## Information shown:
--- --- ---
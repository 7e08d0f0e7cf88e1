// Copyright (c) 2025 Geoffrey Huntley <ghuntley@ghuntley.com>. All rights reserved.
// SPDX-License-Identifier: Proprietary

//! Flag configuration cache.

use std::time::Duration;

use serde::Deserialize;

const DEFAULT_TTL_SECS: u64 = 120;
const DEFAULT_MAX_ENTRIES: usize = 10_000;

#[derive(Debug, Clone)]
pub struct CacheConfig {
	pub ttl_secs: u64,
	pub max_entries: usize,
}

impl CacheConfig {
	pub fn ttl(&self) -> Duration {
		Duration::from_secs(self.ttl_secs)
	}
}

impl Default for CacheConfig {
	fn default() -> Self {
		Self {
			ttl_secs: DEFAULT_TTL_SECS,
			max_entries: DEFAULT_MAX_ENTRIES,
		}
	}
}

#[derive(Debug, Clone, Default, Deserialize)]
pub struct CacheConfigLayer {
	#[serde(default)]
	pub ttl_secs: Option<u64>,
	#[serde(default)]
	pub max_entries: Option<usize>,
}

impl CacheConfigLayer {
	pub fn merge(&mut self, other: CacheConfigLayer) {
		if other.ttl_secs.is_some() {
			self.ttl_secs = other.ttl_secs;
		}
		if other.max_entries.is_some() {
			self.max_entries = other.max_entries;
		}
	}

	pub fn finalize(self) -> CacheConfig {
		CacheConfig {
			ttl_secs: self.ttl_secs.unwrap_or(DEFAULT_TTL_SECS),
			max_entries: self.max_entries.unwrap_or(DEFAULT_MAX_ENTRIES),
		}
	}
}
--- --- ---
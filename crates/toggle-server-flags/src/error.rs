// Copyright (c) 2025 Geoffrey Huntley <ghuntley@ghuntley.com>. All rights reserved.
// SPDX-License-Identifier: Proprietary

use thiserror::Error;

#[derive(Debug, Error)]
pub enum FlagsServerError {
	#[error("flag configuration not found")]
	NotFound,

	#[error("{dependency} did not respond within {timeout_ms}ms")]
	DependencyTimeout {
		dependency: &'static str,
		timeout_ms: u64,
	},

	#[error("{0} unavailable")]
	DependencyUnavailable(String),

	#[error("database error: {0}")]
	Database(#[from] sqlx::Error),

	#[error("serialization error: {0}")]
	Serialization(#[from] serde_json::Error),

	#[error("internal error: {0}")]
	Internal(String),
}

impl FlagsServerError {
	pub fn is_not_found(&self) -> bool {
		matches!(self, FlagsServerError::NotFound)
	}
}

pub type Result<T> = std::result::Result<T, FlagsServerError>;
--- --- ---
## Required work:
Word for word, restate the lines of the data above that fall between the line holding "repository 7e08d0f0e7cf88e1" and the line holding "const DEFAULT_TTL_SECS: u64 = 120;", inclusive, and no other lines.

## Answer to the problem:
repository 7e08d0f0e7cf88e1
// Copyright (c) 2025 Geoffrey Huntley <ghuntley@ghuntley.com>. All rights reserved.
// SPDX-License-Identifier: Proprietary

//! Flag configuration cache.

use std::time::Duration;

use serde::Deserialize;

const DEFAULT_TTL_SECS: u64 = 120;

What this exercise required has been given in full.